> _Task brief_
Determine the number of lines in these entries that hold the word "index". Give the number and nothing more.

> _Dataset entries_
◇ ◇ ◇ ◇ ◇ ◇ ◇

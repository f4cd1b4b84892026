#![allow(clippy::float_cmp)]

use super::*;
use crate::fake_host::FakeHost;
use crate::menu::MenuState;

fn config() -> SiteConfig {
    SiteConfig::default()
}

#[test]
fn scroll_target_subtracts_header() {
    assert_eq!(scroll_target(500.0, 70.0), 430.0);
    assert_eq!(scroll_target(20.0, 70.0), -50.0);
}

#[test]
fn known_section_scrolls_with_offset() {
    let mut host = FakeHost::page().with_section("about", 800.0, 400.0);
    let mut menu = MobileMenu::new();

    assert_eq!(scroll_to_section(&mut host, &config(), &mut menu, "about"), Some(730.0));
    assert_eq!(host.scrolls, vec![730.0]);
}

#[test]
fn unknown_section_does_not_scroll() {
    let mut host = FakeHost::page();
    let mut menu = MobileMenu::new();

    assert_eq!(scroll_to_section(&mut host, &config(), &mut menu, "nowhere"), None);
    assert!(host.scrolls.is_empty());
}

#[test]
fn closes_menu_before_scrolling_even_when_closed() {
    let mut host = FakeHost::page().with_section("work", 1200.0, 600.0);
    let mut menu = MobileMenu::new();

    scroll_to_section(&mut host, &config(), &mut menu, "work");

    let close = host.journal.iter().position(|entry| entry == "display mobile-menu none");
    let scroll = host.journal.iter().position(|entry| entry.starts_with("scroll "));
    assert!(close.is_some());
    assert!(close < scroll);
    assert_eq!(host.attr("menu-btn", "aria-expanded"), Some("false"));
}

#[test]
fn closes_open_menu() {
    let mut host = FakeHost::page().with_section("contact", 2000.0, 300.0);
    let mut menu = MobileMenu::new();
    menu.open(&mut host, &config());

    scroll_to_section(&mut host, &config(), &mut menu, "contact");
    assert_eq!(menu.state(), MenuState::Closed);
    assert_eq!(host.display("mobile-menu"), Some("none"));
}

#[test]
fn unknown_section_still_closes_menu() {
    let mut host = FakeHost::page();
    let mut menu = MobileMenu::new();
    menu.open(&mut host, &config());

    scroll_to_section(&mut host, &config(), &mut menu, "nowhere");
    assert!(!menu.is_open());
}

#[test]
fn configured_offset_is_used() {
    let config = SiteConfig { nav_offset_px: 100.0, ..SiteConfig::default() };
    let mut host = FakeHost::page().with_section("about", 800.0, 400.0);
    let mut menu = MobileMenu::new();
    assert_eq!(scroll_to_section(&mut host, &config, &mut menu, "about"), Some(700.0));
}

◇ ◇ ◇ ◇ ◇ ◇ ◇

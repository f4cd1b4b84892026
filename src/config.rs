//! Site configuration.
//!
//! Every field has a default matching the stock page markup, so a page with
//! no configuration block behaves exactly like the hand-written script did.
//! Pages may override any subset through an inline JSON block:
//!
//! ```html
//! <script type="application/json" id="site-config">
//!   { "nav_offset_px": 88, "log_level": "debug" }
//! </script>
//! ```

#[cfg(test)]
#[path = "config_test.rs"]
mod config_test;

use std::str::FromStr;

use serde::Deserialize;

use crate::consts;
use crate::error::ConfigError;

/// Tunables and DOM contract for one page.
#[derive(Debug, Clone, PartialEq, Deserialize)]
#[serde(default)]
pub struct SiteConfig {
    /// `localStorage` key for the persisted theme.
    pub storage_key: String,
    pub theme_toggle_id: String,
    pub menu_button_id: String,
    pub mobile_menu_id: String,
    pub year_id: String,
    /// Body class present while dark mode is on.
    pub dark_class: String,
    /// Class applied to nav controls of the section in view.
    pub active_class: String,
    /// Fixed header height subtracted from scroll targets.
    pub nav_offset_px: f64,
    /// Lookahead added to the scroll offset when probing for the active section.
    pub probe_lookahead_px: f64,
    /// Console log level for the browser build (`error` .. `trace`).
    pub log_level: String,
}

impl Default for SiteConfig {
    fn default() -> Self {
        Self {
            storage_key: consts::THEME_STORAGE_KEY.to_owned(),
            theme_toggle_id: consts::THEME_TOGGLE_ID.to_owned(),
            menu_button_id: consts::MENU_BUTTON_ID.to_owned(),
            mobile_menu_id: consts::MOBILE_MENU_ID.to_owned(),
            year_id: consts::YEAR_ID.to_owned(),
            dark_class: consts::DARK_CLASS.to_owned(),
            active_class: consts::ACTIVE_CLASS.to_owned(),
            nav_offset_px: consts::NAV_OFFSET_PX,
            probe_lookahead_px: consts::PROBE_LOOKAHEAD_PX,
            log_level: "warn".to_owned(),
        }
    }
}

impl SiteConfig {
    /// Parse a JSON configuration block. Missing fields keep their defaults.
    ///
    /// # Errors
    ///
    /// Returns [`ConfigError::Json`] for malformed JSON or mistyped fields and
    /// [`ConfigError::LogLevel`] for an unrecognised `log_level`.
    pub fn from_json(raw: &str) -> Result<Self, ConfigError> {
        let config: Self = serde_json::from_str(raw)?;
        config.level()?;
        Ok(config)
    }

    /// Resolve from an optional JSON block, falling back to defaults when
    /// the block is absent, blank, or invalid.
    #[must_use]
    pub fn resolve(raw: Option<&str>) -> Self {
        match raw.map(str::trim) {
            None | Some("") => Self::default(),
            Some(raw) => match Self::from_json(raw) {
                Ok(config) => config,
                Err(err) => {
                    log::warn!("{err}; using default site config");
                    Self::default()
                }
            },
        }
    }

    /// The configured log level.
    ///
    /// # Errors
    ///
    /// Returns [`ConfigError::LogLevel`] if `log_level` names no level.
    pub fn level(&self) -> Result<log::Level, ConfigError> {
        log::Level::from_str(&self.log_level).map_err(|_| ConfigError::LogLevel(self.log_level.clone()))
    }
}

◇ ◇ ◇ ◇ ◇ ◇ ◇

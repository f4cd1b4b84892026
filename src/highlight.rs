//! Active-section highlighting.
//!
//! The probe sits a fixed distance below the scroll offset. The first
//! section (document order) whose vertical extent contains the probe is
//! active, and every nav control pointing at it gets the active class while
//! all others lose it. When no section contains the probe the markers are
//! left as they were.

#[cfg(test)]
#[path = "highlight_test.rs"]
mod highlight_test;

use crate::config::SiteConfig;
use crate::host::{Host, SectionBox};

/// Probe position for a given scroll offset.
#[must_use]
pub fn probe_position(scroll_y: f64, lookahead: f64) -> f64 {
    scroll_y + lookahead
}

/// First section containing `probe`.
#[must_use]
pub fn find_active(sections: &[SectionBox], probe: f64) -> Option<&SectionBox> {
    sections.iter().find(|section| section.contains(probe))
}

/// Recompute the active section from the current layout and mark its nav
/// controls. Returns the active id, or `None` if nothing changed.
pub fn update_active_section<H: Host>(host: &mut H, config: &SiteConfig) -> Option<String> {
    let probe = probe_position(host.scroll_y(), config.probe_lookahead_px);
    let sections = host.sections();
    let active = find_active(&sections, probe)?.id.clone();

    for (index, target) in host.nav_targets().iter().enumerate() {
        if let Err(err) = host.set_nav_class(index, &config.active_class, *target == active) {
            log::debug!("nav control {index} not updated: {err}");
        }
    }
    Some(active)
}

◇ ◇ ◇ ◇ ◇ ◇ ◇

> _Reply_
3